**AIM OF THE EXERCISE:**
Look through the entries that follow and return each line that has the string "await".

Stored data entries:
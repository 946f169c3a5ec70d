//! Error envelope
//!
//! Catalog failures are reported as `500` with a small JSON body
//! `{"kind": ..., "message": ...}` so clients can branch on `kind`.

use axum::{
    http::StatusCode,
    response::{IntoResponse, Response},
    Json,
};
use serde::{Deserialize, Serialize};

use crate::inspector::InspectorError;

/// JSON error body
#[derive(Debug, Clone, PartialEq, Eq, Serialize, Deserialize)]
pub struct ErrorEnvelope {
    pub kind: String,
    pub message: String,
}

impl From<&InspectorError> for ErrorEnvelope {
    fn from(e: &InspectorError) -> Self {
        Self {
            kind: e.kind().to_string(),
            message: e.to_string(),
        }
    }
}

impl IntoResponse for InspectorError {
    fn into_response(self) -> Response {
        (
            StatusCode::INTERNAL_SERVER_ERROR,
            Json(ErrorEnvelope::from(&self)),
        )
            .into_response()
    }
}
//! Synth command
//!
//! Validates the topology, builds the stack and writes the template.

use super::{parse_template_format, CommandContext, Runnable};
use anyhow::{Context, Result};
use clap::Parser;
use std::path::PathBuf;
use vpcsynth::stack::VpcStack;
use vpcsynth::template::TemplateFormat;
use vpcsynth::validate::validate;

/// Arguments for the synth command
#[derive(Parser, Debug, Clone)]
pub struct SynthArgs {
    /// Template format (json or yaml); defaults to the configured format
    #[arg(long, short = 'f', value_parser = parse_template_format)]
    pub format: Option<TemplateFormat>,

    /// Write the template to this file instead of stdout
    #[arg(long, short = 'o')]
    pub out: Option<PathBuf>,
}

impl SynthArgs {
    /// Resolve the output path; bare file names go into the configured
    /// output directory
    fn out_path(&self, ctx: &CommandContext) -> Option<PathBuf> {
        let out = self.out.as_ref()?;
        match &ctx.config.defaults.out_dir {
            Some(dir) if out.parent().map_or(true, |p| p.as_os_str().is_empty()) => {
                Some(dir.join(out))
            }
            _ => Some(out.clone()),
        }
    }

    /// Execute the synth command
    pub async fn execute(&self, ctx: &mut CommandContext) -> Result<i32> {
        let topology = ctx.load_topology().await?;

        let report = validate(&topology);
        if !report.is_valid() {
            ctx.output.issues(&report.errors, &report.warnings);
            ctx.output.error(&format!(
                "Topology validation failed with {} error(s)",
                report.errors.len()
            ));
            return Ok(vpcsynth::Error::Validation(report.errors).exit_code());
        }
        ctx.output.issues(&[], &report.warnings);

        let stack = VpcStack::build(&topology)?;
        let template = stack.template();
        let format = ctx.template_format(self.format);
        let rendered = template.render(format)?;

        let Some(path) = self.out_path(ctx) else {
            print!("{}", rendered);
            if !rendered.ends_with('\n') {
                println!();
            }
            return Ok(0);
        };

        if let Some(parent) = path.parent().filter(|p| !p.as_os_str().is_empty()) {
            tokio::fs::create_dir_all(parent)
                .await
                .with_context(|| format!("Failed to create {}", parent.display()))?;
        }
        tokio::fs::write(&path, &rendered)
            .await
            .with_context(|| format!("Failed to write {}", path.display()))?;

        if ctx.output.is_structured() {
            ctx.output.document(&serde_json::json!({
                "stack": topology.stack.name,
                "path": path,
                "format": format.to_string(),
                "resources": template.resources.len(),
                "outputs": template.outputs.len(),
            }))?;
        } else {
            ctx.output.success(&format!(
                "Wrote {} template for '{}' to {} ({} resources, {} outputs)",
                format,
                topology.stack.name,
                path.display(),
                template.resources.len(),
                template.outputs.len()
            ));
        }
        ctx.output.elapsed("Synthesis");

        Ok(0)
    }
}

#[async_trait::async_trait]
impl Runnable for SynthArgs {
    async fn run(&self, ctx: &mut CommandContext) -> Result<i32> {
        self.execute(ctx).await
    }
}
==
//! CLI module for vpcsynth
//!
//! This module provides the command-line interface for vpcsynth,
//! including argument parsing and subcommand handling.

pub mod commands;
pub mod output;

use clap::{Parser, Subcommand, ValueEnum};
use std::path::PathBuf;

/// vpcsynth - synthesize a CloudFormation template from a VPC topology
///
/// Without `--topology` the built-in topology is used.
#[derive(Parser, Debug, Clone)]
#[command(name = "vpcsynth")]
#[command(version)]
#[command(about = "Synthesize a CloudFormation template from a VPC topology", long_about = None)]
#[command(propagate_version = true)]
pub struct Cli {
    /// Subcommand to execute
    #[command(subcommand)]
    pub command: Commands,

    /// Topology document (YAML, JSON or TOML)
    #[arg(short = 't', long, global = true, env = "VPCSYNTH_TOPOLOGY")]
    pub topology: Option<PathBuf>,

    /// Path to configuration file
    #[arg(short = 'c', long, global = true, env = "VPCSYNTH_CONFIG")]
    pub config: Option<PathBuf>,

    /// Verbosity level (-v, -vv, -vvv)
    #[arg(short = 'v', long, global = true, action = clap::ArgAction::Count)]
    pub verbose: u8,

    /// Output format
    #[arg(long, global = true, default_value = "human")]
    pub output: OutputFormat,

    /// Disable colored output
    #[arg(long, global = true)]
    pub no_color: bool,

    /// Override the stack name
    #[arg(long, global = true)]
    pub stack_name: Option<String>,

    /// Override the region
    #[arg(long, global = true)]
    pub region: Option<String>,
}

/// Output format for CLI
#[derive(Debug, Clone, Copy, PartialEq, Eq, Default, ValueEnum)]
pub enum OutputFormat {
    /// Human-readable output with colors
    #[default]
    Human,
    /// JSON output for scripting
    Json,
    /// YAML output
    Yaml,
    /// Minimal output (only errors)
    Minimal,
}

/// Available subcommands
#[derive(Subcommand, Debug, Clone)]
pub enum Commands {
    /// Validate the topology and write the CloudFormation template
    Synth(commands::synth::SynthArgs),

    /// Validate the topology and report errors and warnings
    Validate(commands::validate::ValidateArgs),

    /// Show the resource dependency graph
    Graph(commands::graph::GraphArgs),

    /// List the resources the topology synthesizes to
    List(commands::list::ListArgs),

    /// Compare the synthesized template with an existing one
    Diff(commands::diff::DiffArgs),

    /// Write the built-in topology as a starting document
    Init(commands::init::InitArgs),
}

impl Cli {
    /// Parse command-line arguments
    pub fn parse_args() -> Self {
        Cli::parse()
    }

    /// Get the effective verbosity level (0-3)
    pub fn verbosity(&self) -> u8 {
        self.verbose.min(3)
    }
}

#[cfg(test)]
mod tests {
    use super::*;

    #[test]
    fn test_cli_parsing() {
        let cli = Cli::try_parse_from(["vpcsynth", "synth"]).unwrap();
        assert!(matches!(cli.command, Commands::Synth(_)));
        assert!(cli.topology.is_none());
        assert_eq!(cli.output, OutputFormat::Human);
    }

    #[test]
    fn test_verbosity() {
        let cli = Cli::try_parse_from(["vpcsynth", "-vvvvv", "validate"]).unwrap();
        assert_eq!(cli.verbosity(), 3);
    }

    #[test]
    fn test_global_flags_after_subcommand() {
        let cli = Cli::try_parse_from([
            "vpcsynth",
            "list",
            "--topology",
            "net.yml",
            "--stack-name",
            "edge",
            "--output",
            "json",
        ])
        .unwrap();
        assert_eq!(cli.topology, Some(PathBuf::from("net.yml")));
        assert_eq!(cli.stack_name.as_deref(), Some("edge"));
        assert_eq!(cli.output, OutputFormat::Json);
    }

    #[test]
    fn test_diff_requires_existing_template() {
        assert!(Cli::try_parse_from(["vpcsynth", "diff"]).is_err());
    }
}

**FINAL ANSWER:**
        let topology = ctx.load_topology().await?;
                .await
            .await
        self.execute(ctx).await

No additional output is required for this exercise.